Lawmakers had expressed hope that at least a partial coronavirus relief package could be coupled with an extension in funding for the federal government, which is necessary to avoid a Dec. 11 shutdown. But senior congressional officials have grown increasingly pessimistic that can be achieved in the lame-duck period, according to multiple congressional aides and outside economic advisers.
House Speaker Nancy Pelosi, D-Calif., and Senate Majority Leader Mitch McConnell, R-Ky., have not talked recently about covid negotiations, according to a spokesman for Pelosi.
"President-elect Biden has been emphatic about the urgency of enacting a relief package as soon as possible, including in the lame-duck, to meet the needs of working families, small businesses, state and local governments, and virus control," said Jared Bernstein, an outside economic adviser to Biden.
Biden spoke to Pelosi and Senate Minority Leader Charles Schumer, D-N.Y., on Friday about the need for a stimulus package, said Ron Klain, the incoming chief of staff for the president-elect. Biden has not spoken to McConnell, Klain said.
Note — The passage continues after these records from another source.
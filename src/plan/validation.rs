//! Plan validation.
//!
//! Validation never stops at the first problem: every violated constraint
//! is collected so a caller can show the complete list at once.

use thiserror::Error;

use super::draft::{PlanDraft, SegmentDraft};
use super::{PlanMode, SegmentedPlan, SimpleCycle, MAX_NAME_LENGTH};
use crate::timer::DEFAULT_ALERT_TIME;
use crate::types::{Intensity, Segment, SegmentType, SoundCue};

/// Default number of repetitions when a draft leaves it out.
pub const DEFAULT_REPETITIONS: u32 = 1;

/// Upper bound on repetitions.
pub const MAX_REPETITIONS: u32 = 100;

/// Upper bound on declared segments in a segmented plan.
pub const MAX_SEGMENTS: usize = 100;

// ============================================================================
// ValidationError
// ============================================================================

/// Every constraint a draft violated, in check order.
#[derive(Debug, Clone, PartialEq, Eq, Error)]
#[error("plan validation failed: {}", .messages.join("; "))]
pub struct ValidationError {
    pub messages: Vec<String>,
}

impl ValidationError {
    /// Returns true if any message contains `needle`.
    pub fn mentions(&self, needle: &str) -> bool {
        self.messages.iter().any(|m| m.contains(needle))
    }
}

// ============================================================================
// Defaults / ValidatedPlan
// ============================================================================

/// Values substituted for optional draft fields.
#[derive(Debug, Clone, Copy, PartialEq, Eq)]
pub struct PlanDefaults {
    pub repetitions: u32,
    pub alert_time: u32,
}

impl Default for PlanDefaults {
    fn default() -> Self {
        Self {
            repetitions: DEFAULT_REPETITIONS,
            alert_time: DEFAULT_ALERT_TIME,
        }
    }
}

/// A draft that passed validation, ready to be stored.
#[derive(Debug, Clone, PartialEq, Eq)]
pub struct ValidatedPlan {
    pub id: Option<String>,
    pub name: String,
    pub description: Option<String>,
    pub mode: PlanMode,
}

// ============================================================================
// validate
// ============================================================================

/// Validates `draft` with the default repetitions and alert time.
pub fn validate(draft: &PlanDraft) -> Result<ValidatedPlan, ValidationError> {
    validate_with(draft, &PlanDefaults::default())
}

/// Validates `draft`, filling absent numeric fields from `defaults`.
///
/// # Errors
///
/// Returns a [`ValidationError`] listing every violated constraint.
pub fn validate_with(
    draft: &PlanDraft,
    defaults: &PlanDefaults,
) -> Result<ValidatedPlan, ValidationError> {
    let mut errors = Vec::new();

    let name = draft.name.as_deref().map(str::trim).unwrap_or_default();
    if name.is_empty() {
        errors.push("Plan name is required".to_string());
    } else if name.chars().count() > MAX_NAME_LENGTH {
        errors.push(format!(
            "Plan name must be {MAX_NAME_LENGTH} characters or less"
        ));
    }

    let mode = draft.mode.as_deref().map(str::trim).unwrap_or_default();
    if mode.is_empty() {
        errors.push("Plan mode is required".to_string());
    } else if !PlanMode::NAMES.contains(&mode) {
        errors.push(format!(
            "Plan mode must be one of: {}",
            PlanMode::NAMES.join(", ")
        ));
    }

    let repetitions = optional_positive(
        draft.repetitions,
        defaults.repetitions,
        "Repetitions must be a positive integer",
        &mut errors,
    );
    if repetitions > MAX_REPETITIONS {
        errors.push(format!("Repetitions must be {MAX_REPETITIONS} or less"));
    }
    let alert_time = optional_positive(
        draft.alert_time,
        defaults.alert_time,
        "Alert time must be a positive integer",
        &mut errors,
    );

    let body = if mode == "simple" {
        let duration = required_positive(
            draft.duration,
            "Work duration must be a positive integer",
            &mut errors,
        );
        let rest_time = required_positive(
            draft.rest_time,
            "Rest time must be a positive integer",
            &mut errors,
        );
        duration.zip(rest_time).map(|(duration, rest_time)| {
            PlanMode::Simple(SimpleCycle {
                duration,
                rest_time,
                repetitions,
                alert_time,
            })
        })
    } else {
        // Anything that is not a simple plan needs segments, including a
        // missing or unrecognised mode.
        let segments = validate_segments(draft.segments.as_deref(), &mut errors);
        let body = SegmentedPlan {
            segments,
            repetitions,
            alert_time,
        };
        match mode {
            "preset" => Some(PlanMode::Preset(body)),
            "custom" => Some(PlanMode::Custom(body)),
            _ => None,
        }
    };

    match body {
        Some(mode) if errors.is_empty() => Ok(ValidatedPlan {
            id: draft.id.clone().filter(|id| !id.trim().is_empty()),
            name: name.to_string(),
            description: draft
                .description
                .as_deref()
                .map(str::trim)
                .filter(|d| !d.is_empty())
                .map(str::to_string),
            mode,
        }),
        _ => Err(ValidationError { messages: errors }),
    }
}

fn validate_segments(drafts: Option<&[SegmentDraft]>, errors: &mut Vec<String>) -> Vec<Segment> {
    let drafts = drafts.unwrap_or_default();
    if drafts.is_empty() {
        errors.push("At least one segment is required".to_string());
        return Vec::new();
    }
    if drafts.len() > MAX_SEGMENTS {
        errors.push(format!("A plan can have at most {MAX_SEGMENTS} segments"));
    }

    drafts
        .iter()
        .enumerate()
        .filter_map(|(index, draft)| validate_segment(index + 1, draft, errors))
        .collect()
}

fn validate_segment(number: usize, draft: &SegmentDraft, errors: &mut Vec<String>) -> Option<Segment> {
    let before = errors.len();

    let segment_type = draft.segment_type.as_deref().map(str::trim).unwrap_or_default();
    if segment_type.is_empty() {
        errors.push(format!("Segment {number}: type is required"));
    }

    let duration = required_positive(
        draft.duration,
        &format!("Segment {number}: duration must be a positive integer"),
        errors,
    );

    let name = draft.name.as_deref().map(str::trim).unwrap_or_default();
    if name.is_empty() {
        errors.push(format!("Segment {number}: name is required"));
    }

    let intensity = match draft.intensity.as_deref().map(str::trim) {
        None | Some("") => Intensity::default(),
        Some(tag) => Intensity::parse(tag).unwrap_or_else(|| {
            let names: Vec<&str> = Intensity::ALL.iter().map(Intensity::as_str).collect();
            errors.push(format!(
                "Segment {number}: intensity must be one of: {}",
                names.join(", ")
            ));
            Intensity::default()
        }),
    };

    let sound_cue = match draft.sound_cue.as_deref().map(str::trim) {
        None | Some("") => SoundCue::default(),
        Some(cue) => SoundCue::new(cue),
    };

    if errors.len() > before {
        return None;
    }

    Some(Segment {
        segment_type: SegmentType::new(segment_type),
        duration: duration?,
        intensity,
        name: name.to_string(),
        sound_cue,
    })
}

fn optional_positive(value: Option<i64>, default: u32, message: &str, errors: &mut Vec<String>) -> u32 {
    match value {
        None => default,
        Some(v) => positive_u32(v).unwrap_or_else(|| {
            errors.push(message.to_string());
            default
        }),
    }
}

fn required_positive(value: Option<i64>, message: &str, errors: &mut Vec<String>) -> Option<u32> {
    let parsed = value.and_then(positive_u32);
    if parsed.is_none() {
        errors.push(message.to_string());
    }
    parsed
}

fn positive_u32(value: i64) -> Option<u32> {
    u32::try_from(value).ok().filter(|v| *v > 0)
}

// ============================================================================
// Tests
// ============================================================================
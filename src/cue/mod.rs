//! Audible cues for timer events.
//!
//! The timer engine only names cues (`alert`, `complete`, `none`) through the
//! segment's `soundCue` field. This module maps events to cues and plays them:
//!
//! - `NearComplete` plays the active segment's cue unless it is `none`
//! - `Completed` plays the `complete` cue
//!
//! Playback failures are logged and never stop the timer.

mod error;

use std::io::Write;
use std::sync::atomic::{AtomicBool, Ordering};
use std::sync::Mutex;

use tokio::sync::mpsc;

pub use error::CueError;

use crate::timer::TimerEvent;
use crate::types::SoundCue;

/// Trait for cue playback implementations.
pub trait CuePlayer: Send + Sync {
    /// Plays a cue. Must not block for long; the event loop calls it inline.
    ///
    /// # Errors
    ///
    /// Returns an error if playback fails.
    fn play(&self, cue: &SoundCue) -> Result<(), CueError>;

    /// Returns true if playback is disabled.
    fn is_disabled(&self) -> bool;

    fn enable(&self);

    fn disable(&self);
}

/// Returns the cue an event should trigger, if any.
pub fn cue_for_event(event: &TimerEvent) -> Option<SoundCue> {
    match event {
        TimerEvent::NearComplete { sound_cue } if !sound_cue.is_none() => Some(sound_cue.clone()),
        TimerEvent::Completed => Some(SoundCue::new(SoundCue::COMPLETE)),
        _ => None,
    }
}

/// Consumes timer events and plays the matching cues until the channel
/// closes.
pub async fn play_cues<P: CuePlayer + ?Sized>(
    mut events: mpsc::UnboundedReceiver<TimerEvent>,
    player: &P,
) {
    while let Some(event) = events.recv().await {
        let Some(cue) = cue_for_event(&event) else {
            continue;
        };
        if player.is_disabled() {
            continue;
        }
        if let Err(e) = player.play(&cue) {
            tracing::warn!("Failed to play cue '{}': {}", cue, e);
        }
    }
}

// ============================================================================
// TerminalBell
// ============================================================================

/// Rings the terminal bell (BEL, 0x07) on standard output.
///
/// The `complete` cue rings twice.
#[derive(Debug)]
pub struct TerminalBell {
    disabled: AtomicBool,
}

impl TerminalBell {
    #[must_use]
    pub fn new(enabled: bool) -> Self {
        Self {
            disabled: AtomicBool::new(!enabled),
        }
    }

    fn ring(out: &mut impl Write, cue: &SoundCue) -> Result<(), CueError> {
        let bells: &[u8] = if cue.as_str() == SoundCue::COMPLETE {
            b"\x07\x07"
        } else {
            b"\x07"
        };
        out.write_all(bells)?;
        out.flush()?;
        Ok(())
    }
}

impl Default for TerminalBell {
    fn default() -> Self {
        Self::new(true)
    }
}

impl CuePlayer for TerminalBell {
    fn play(&self, cue: &SoundCue) -> Result<(), CueError> {
        if self.is_disabled() || cue.is_none() {
            return Ok(());
        }
        tracing::debug!("Ringing bell for cue '{}'", cue);
        Self::ring(&mut std::io::stdout().lock(), cue)
    }

    fn is_disabled(&self) -> bool {
        self.disabled.load(Ordering::SeqCst)
    }

    fn enable(&self) {
        self.disabled.store(false, Ordering::SeqCst);
    }

    fn disable(&self) {
        self.disabled.store(true, Ordering::SeqCst);
    }
}

// ============================================================================
// MockCuePlayer
// ============================================================================

/// Mock cue player for testing.
#[derive(Debug, Default)]
pub struct MockCuePlayer {
    play_calls: Mutex<Vec<SoundCue>>,
    disabled: AtomicBool,
    should_fail: AtomicBool,
}

impl MockCuePlayer {
    #[must_use]
    pub fn new() -> Self {
        Self::default()
    }

    pub fn set_should_fail(&self, should_fail: bool) {
        self.should_fail.store(should_fail, Ordering::SeqCst);
    }

    #[must_use]
    pub fn play_count(&self) -> usize {
        self.calls().len()
    }

    #[must_use]
    pub fn get_play_calls(&self) -> Vec<SoundCue> {
        self.calls().clone()
    }

    pub fn clear_calls(&self) {
        self.calls().clear();
    }

    fn calls(&self) -> std::sync::MutexGuard<'_, Vec<SoundCue>> {
        self.play_calls
            .lock()
            .unwrap_or_else(|poisoned| poisoned.into_inner())
    }
}

impl CuePlayer for MockCuePlayer {
    fn play(&self, cue: &SoundCue) -> Result<(), CueError> {
        if self.should_fail.load(Ordering::SeqCst) {
            return Err(CueError::Playback("Mock failure".to_string()));
        }
        if self.is_disabled() {
            return Ok(());
        }
        self.calls().push(cue.clone());
        Ok(())
    }

    fn is_disabled(&self) -> bool {
        self.disabled.load(Ordering::SeqCst)
    }

    fn enable(&self) {
        self.disabled.store(false, Ordering::SeqCst);
    }

    fn disable(&self) {
        self.disabled.store(true, Ordering::SeqCst);
    }
}
//! Application configuration.
//!
//! Settings live in `<config_dir>/interval-timer/config.json`. Every field is
//! optional in the file; anything missing takes its default, and a missing
//! file means all defaults.

use std::path::{Path, PathBuf};
use std::time::Duration;

use serde::{Deserialize, Serialize};
use thiserror::Error;

use crate::timer::{DEFAULT_ALERT_TIME, DEFAULT_TICK_INTERVAL};

/// Directory name used under the platform config and data directories.
pub const APP_DIR_NAME: &str = "interval-timer";

const CONFIG_FILE_NAME: &str = "config.json";

/// Allowed tick interval range in milliseconds.
pub const TICK_INTERVAL_RANGE: std::ops::RangeInclusive<u64> = 50..=1000;

/// Allowed default alert time range in seconds.
pub const ALERT_TIME_RANGE: std::ops::RangeInclusive<u32> = 1..=60;

fn default_tick_interval_ms() -> u64 {
    DEFAULT_TICK_INTERVAL.as_millis() as u64
}

fn default_alert_time() -> u32 {
    DEFAULT_ALERT_TIME
}

fn default_bell() -> bool {
    true
}

/// Errors that can occur while loading configuration.
#[derive(Debug, Error)]
pub enum ConfigError {
    #[error("failed to read config file {path}: {source}")]
    Io {
        path: PathBuf,
        #[source]
        source: std::io::Error,
    },

    #[error("failed to parse config file {path}: {source}")]
    Parse {
        path: PathBuf,
        #[source]
        source: serde_json::Error,
    },

    #[error("invalid configuration: {}", .0.join("; "))]
    Invalid(Vec<String>),

    /// No data directory was configured and the platform has none.
    #[error("could not determine a data directory; pass --data-dir")]
    NoDataDirectory,
}

/// Interval timer configuration.
///
/// # Example
///
/// ```
/// use interval_timer::config::AppConfig;
///
/// let config = AppConfig::default();
/// assert_eq!(config.tick_interval_ms, 250);
/// assert_eq!(config.default_alert_time, 3);
/// assert!(config.bell);
/// ```
#[derive(Debug, Clone, Serialize, Deserialize, PartialEq, Eq)]
pub struct AppConfig {
    /// Where plans are stored. Defaults to the platform data directory.
    #[serde(default, skip_serializing_if = "Option::is_none")]
    pub data_dir: Option<PathBuf>,

    /// Period between timer ticks in milliseconds.
    #[serde(default = "default_tick_interval_ms")]
    pub tick_interval_ms: u64,

    /// Alert time applied to plans created from the command line.
    #[serde(default = "default_alert_time")]
    pub default_alert_time: u32,

    /// Whether to ring the terminal bell on cues.
    #[serde(default = "default_bell")]
    pub bell: bool,
}

impl Default for AppConfig {
    fn default() -> Self {
        Self {
            data_dir: None,
            tick_interval_ms: default_tick_interval_ms(),
            default_alert_time: default_alert_time(),
            bell: default_bell(),
        }
    }
}

impl AppConfig {
    /// Platform location of the config file, if the platform has one.
    pub fn default_path() -> Option<PathBuf> {
        dirs::config_dir().map(|dir| dir.join(APP_DIR_NAME).join(CONFIG_FILE_NAME))
    }

    /// Loads the config from `path`, or from [`Self::default_path`].
    ///
    /// A missing file yields the defaults.
    ///
    /// # Errors
    ///
    /// Returns an error if the file exists but cannot be read, is not valid
    /// JSON, or holds out-of-range values.
    pub fn load(path: Option<&Path>) -> Result<Self, ConfigError> {
        let path = match path {
            Some(path) => path.to_path_buf(),
            None => match Self::default_path() {
                Some(path) => path,
                None => return Ok(Self::default()),
            },
        };
        Self::load_from(&path)
    }

    /// Loads the config file at `path`. A missing file yields the defaults.
    pub fn load_from(path: &Path) -> Result<Self, ConfigError> {
        let text = match std::fs::read_to_string(path) {
            Ok(text) => text,
            Err(e) if e.kind() == std::io::ErrorKind::NotFound => {
                tracing::debug!("No config at {}, using defaults", path.display());
                return Ok(Self::default());
            }
            Err(source) => {
                return Err(ConfigError::Io {
                    path: path.to_path_buf(),
                    source,
                })
            }
        };

        let config: Self = serde_json::from_str(&text).map_err(|source| ConfigError::Parse {
            path: path.to_path_buf(),
            source,
        })?;
        config.validate()?;
        tracing::debug!("Loaded config from {}", path.display());
        Ok(config)
    }

    /// Checks every field, reporting all problems at once.
    pub fn validate(&self) -> Result<(), ConfigError> {
        let mut problems = Vec::new();
        if !TICK_INTERVAL_RANGE.contains(&self.tick_interval_ms) {
            problems.push(format!(
                "tick_interval_ms must be between {} and {}",
                TICK_INTERVAL_RANGE.start(),
                TICK_INTERVAL_RANGE.end()
            ));
        }
        if !ALERT_TIME_RANGE.contains(&self.default_alert_time) {
            problems.push(format!(
                "default_alert_time must be between {} and {}",
                ALERT_TIME_RANGE.start(),
                ALERT_TIME_RANGE.end()
            ));
        }

        if problems.is_empty() {
            Ok(())
        } else {
            Err(ConfigError::Invalid(problems))
        }
    }

    /// Resolves where plans are stored.
    ///
    /// `override_dir` (the `--data-dir` flag) wins over the config file,
    /// which wins over the platform data directory.
    pub fn resolve_data_dir(&self, override_dir: Option<&Path>) -> Result<PathBuf, ConfigError> {
        if let Some(dir) = override_dir {
            return Ok(dir.to_path_buf());
        }
        if let Some(dir) = &self.data_dir {
            return Ok(dir.clone());
        }
        dirs::data_dir()
            .map(|dir| dir.join(APP_DIR_NAME))
            .ok_or(ConfigError::NoDataDirectory)
    }

    pub fn tick_interval(&self) -> Duration {
        Duration::from_millis(self.tick_interval_ms)
    }
}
"We need action during the lame duck. There are a lot of things that are going to have to wait until Joe Biden is president," Klain said Sunday on "Meet the Press." "This is not one of them."
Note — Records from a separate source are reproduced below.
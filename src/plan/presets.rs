//! Built-in read-only plans.

use chrono::{DateTime, Utc};

use super::{Plan, PlanMode, SegmentedPlan};
use crate::types::{Intensity, Segment, SegmentType, SoundCue};

/// Prefix shared by every built-in plan id.
pub const PRESET_ID_PREFIX: &str = "preset-";

/// Returns true if `id` names a built-in plan.
pub fn is_preset_id(id: &str) -> bool {
    id.starts_with(PRESET_ID_PREFIX)
}

/// Returns the built-in plan catalog.
pub fn builtin_presets() -> Vec<Plan> {
    vec![
        preset(
            "tabata",
            "Tabata",
            "Eight rounds of 20 seconds all-out and 10 seconds rest",
            vec![
                work("All out", 20, Intensity::Max),
                rest("Rest", 10),
            ],
            8,
        ),
        preset(
            "classic-hiit",
            "Classic HIIT",
            "Warm up, five 30/30 intervals, cool down",
            {
                let mut segments = vec![warmup(300)];
                for round in 1..=5 {
                    segments.push(work(&format!("Interval {round}"), 30, Intensity::VeryHard));
                    segments.push(
                        Segment::new("Recover", SegmentType::ACTIVE_REST, 30)
                            .with_intensity(Intensity::Light),
                    );
                }
                segments.push(cooldown(300));
                segments
            },
            1,
        ),
        preset(
            "emom-10",
            "EMOM 10",
            "Every minute on the minute for ten minutes",
            vec![work("Work", 40, Intensity::Hard), rest("Rest", 20)],
            10,
        ),
        preset(
            "beginner-intervals",
            "Beginner Intervals",
            "Gentle introduction to interval training",
            vec![
                warmup(180),
                work("Work", 30, Intensity::Moderate),
                rest("Rest", 60),
                work("Work", 30, Intensity::Moderate),
                rest("Rest", 60),
                work("Work", 30, Intensity::Moderate),
                cooldown(180),
            ],
            1,
        ),
    ]
}

/// Looks up a built-in plan by id.
pub fn find_preset(id: &str) -> Option<Plan> {
    if !is_preset_id(id) {
        return None;
    }
    builtin_presets().into_iter().find(|p| p.id == id)
}

fn preset(slug: &str, name: &str, description: &str, segments: Vec<Segment>, repetitions: u32) -> Plan {
    Plan {
        id: format!("{PRESET_ID_PREFIX}{slug}"),
        name: name.to_string(),
        description: Some(description.to_string()),
        mode: PlanMode::Preset(SegmentedPlan {
            segments,
            repetitions,
            alert_time: 3,
        }),
        created_at: DateTime::<Utc>::from_timestamp(1_704_067_200, 0).unwrap_or_default(),
        last_used: None,
        usage_count: 0,
        is_preset: true,
    }
}

fn work(name: &str, duration: u32, intensity: Intensity) -> Segment {
    Segment::new(name, SegmentType::HIIT_WORK, duration).with_intensity(intensity)
}

fn rest(name: &str, duration: u32) -> Segment {
    Segment::new(name, SegmentType::COMPLETE_REST, duration).with_intensity(Intensity::Light)
}

fn warmup(duration: u32) -> Segment {
    Segment::new("Warm up", SegmentType::WARMUP, duration).with_intensity(Intensity::Light)
}

fn cooldown(duration: u32) -> Segment {
    Segment::new("Cool down", SegmentType::COOLDOWN, duration)
        .with_intensity(Intensity::Light)
        .with_sound_cue(SoundCue::new(SoundCue::COMPLETE))
}
// 注册服务
// 注册表单只做保存；进入医生端/患者端前检查姓名、邮箱、电话

use crate::error::{TrialError, TrialResult};
use crate::models::{DoctorRegistration, PatientRegistration};
use crate::services::state::StateStore;
use log::{info, warn};
use regex::Regex;
use std::sync::OnceLock;

pub const DOCTOR_SCREEN: &str = "join-doctor";
pub const PATIENT_SCREEN: &str = "join-patient";

fn wallet_pattern() -> &'static Regex {
    static PATTERN: OnceLock<Regex> = OnceLock::new();
    PATTERN.get_or_init(|| Regex::new(r"^0x[0-9a-fA-F]{40}$").expect("wallet address pattern"))
}

pub fn is_wallet_address(value: &str) -> bool {
    wallet_pattern().is_match(value)
}

/// 依次检查 name、email、phone
fn check_contact(name: &str, email: &str, phone: &str) -> TrialResult<()> {
    for (field, value) in [("name", name), ("email", email), ("phone", phone)] {
        if value.trim().is_empty() {
            return Err(TrialError::MissingRequiredField(field));
        }
    }
    Ok(())
}

pub struct RegistrationService {
    state: StateStore,
}

impl RegistrationService {
    pub fn new(state: StateStore) -> Self {
        Self { state }
    }

    pub fn submit_doctor(&self, form: &DoctorRegistration) -> TrialResult<()> {
        self.state.save_doctor_registration(form)?;
        info!("doctor registration saved");
        Ok(())
    }

    pub fn submit_patient(&self, form: &PatientRegistration) -> TrialResult<()> {
        let wallet = form.wallet_address.trim();
        if !wallet.is_empty() && !is_wallet_address(wallet) {
            return Err(TrialError::InvalidField {
                field: "walletAddress",
                reason: "expected 0x followed by 40 hex digits".to_string(),
            });
        }

        self.state.save_patient_registration(form)?;
        info!("patient registration saved");
        Ok(())
    }

    /// 通过时返回目标页面
    pub fn join_as_doctor(&self) -> TrialResult<&'static str> {
        let form = self.state.doctor_registration()?.unwrap_or_default();
        check_contact(&form.name, &form.email, &form.phone).map_err(|e| {
            warn!("doctor screen blocked: {}", e);
            e
        })?;
        Ok(DOCTOR_SCREEN)
    }

    pub fn join_as_patient(&self) -> TrialResult<&'static str> {
        let form = self.state.patient_registration()?.unwrap_or_default();
        check_contact(&form.name, &form.email, &form.phone).map_err(|e| {
            warn!("patient screen blocked: {}", e);
            e
        })?;
        Ok(PATIENT_SCREEN)
    }
}

#[cfg(test)]
mod tests {
    use super::*;

    fn patient_form() -> PatientRegistration {
        PatientRegistration {
            name: "Riley Moore".to_string(),
            email: "riley@example.com".to_string(),
            phone: "555-0100".to_string(),
            age: "34".to_string(),
            health_status: "healthy".to_string(),
            ..PatientRegistration::default()
        }
    }

    #[test]
    fn test_gate_without_registration() {
        let registration = RegistrationService::new(StateStore::in_memory());

        assert!(matches!(
            registration.join_as_doctor(),
            Err(TrialError::MissingRequiredField("name"))
        ));
        assert!(matches!(
            registration.join_as_patient(),
            Err(TrialError::MissingRequiredField("name"))
        ));
    }

    #[test]
    fn test_gate_names_first_missing_field() {
        let registration = RegistrationService::new(StateStore::in_memory());
        let form = DoctorRegistration {
            name: "Dr. Avery Clark".to_string(),
            email: "avery@example.com".to_string(),
            phone: "   ".to_string(),
            ..DoctorRegistration::default()
        };
        registration.submit_doctor(&form).unwrap();

        assert!(matches!(
            registration.join_as_doctor(),
            Err(TrialError::MissingRequiredField("phone"))
        ));
    }

    #[test]
    fn test_gate_opens_after_registration() {
        let registration = RegistrationService::new(StateStore::in_memory());
        registration.submit_patient(&patient_form()).unwrap();

        assert_eq!(registration.join_as_patient().unwrap(), PATIENT_SCREEN);
    }

    #[test]
    fn test_wallet_address_format() {
        let registration = RegistrationService::new(StateStore::in_memory());

        let bad = PatientRegistration {
            wallet_address: "0x1234".to_string(),
            ..patient_form()
        };
        assert!(matches!(
            registration.submit_patient(&bad),
            Err(TrialError::InvalidField { field: "walletAddress", .. })
        ));

        let good = PatientRegistration {
            wallet_address: format!("0x{}", "aB3".repeat(13) + "f"),
            ..patient_form()
        };
        registration.submit_patient(&good).unwrap();
    }
}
Trump had pushed aggressively for a deal before the election, but the White House is now expected to take a back seat in negotiations and not offer new stimulus proposals, according to one person granted anonymity to discuss internal administration planning.
The president campaigned on a promise to rebuild what he frequently calls the best economy the country had ever experienced, while blaming the "China virus" for ruining it earlier this year. He has pushed for an end to restrictions on businesses and travel and the reopening of schools, despite the surge, while promising that a vaccine and better treatment are imminent.
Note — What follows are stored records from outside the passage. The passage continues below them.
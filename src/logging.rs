// 日志初始化
// log 门面 + fern 分发，输出到 stderr（stdout 留给调用桥）

use log::LevelFilter;

pub fn init(level: LevelFilter) -> anyhow::Result<()> {
    fern::Dispatch::new()
        .format(|out, message, record| {
            out.finish(format_args!(
                "[{} {} {}] {}",
                chrono::Local::now().format("%Y-%m-%d %H:%M:%S"),
                record.level(),
                record.target(),
                message
            ))
        })
        .level(level)
        .chain(std::io::stderr())
        .apply()?;

    Ok(())
}
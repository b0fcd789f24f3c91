// 进度地图命令
// 提供给前端调用的试验日程与进度接口

use crate::app::AppState;
use crate::error::TrialError;
use crate::models::{
    PatientProgress, ProgressSummary, ScheduleDetails, TrialConfiguration, TrialDayView,
};
use serde::{Deserialize, Serialize};

/// 试验配置传输对象
#[derive(Debug, Clone, Serialize, Deserialize)]
#[serde(rename_all = "camelCase")]
pub struct TrialConfigDto {
    pub trial_day_count: u32,
    pub trial_name: Option<String>,
    pub description: Option<String>,
    pub duration: Option<String>,
    pub participants: Option<String>,
    pub created_at: Option<String>,
}

impl From<TrialConfiguration> for TrialConfigDto {
    fn from(config: TrialConfiguration) -> Self {
        Self {
            trial_day_count: config.trial_day_count,
            trial_name: config.details.trial_name,
            description: config.details.description,
            duration: config.details.duration,
            participants: config.details.participants,
            created_at: config.created_at.map(|at| at.to_rfc3339()),
        }
    }
}

/// 进度地图：配置、每天状态与统计
#[derive(Debug, Clone, Serialize, Deserialize)]
#[serde(rename_all = "camelCase")]
pub struct ProgressMapDto {
    pub config: TrialConfigDto,
    pub days: Vec<TrialDayView>,
    pub summary: ProgressSummary,
}

#[derive(Debug, Clone, Deserialize)]
#[serde(rename_all = "camelCase")]
pub struct CompleteDayArgs {
    pub day: u32,
}

#[derive(Debug, Clone, Deserialize)]
#[serde(rename_all = "camelCase")]
pub struct LockScheduleArgs {
    #[serde(alias = "trialDays")]
    pub trial_day_count: u32,
    /// 日程表单的其余字段
    #[serde(flatten)]
    pub details: ScheduleDetails,
}

/// 获取当前试验配置
pub async fn get_trial_config(state: &AppState) -> Result<Option<TrialConfigDto>, String> {
    let config = state.trials.trial_config().map_err(|e| e.to_string())?;
    Ok(config.map(Into::into))
}

/// 获取进度地图
pub async fn get_progress_map(state: &AppState) -> Result<ProgressMapDto, String> {
    let days = state.trials.trial_days().map_err(|e| e.to_string())?;
    let summary = state.trials.summary().map_err(|e| e.to_string())?;
    let config = state
        .trials
        .trial_config()
        .map_err(|e| e.to_string())?
        .ok_or_else(|| TrialError::NoActiveTrial.to_string())?;

    Ok(ProgressMapDto {
        config: config.into(),
        days,
        summary,
    })
}

/// 完成当前天
pub async fn complete_day(state: &AppState, args: CompleteDayArgs) -> Result<PatientProgress, String> {
    state.trials.complete_day(args.day).map_err(|e| e.to_string())
}

/// 协调员锁定新日程（会重置患者进度）
pub async fn lock_schedule(state: &AppState, args: LockScheduleArgs) -> Result<TrialConfigDto, String> {
    let config = state
        .trials
        .lock_new_schedule(args.trial_day_count, args.details)
        .map_err(|e| e.to_string())?;
    Ok(config.into())
}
"STOCK MARKET GETTING VERY CLOSE TO 30,000 ON NEW VACCINE NEWS. 95% EFFECTIVE!" Trump tweeted Monday.
Biden has not yet pushed Pelosi to take the $500 billion spending plan put forth by McConnell, although Federal Reserve Chairman Jerome Powell has warned that failure to approve more aid could threaten the economic recovery. Powell has not endorsed a specific congressional plan.
"Congressional staff seems to be very gloomy. As of today, spirits are dampened," said Bill Hoagland, senior vice president at the Bipartisan Policy Center and former Republican staff director for the Senate Budget Committee. "There does not appear to be any movement on either side."
Congress will face a series of deadlines that could deepen Americans' economic pain if unaddressed. Unemployment benefits for millions are set to expire, as are protections for renters and student borrowers amid mounting signs Americans are struggling to pay their utility bills and rent.
"It's a mess," said Doug Holtz-Eakin, former director of the Congressional Budget Office who served as an adviser to Sen. John McCain, R-Ariz. "People will be evicted; people will not eat; people will have problems. Even if you don't get a double-dip recession, you have to worry about the 11 million people out of work since April."
In July, Biden had unveiled a proposal to spend $700 billion on American products and research. The U.S.-focused plan partly mirrors President Trump's "America First" agenda for prioritizing American jobs, manufacturing and intellectual capital.
Biden's plan would include $400 billion in federal spending over four years on materials and services made in the United States, as well as $300 billion on U.S.-based research and development involving electric cars, artificial intelligence and similar technologies.
He also advocated a 100-day "supply chain review" that could require federal agencies to buy only medical supplies and other goods manufactured in the United States. And he urged an end to loopholes that let procurement officers and federal contractors get around existing "Buy American" clauses.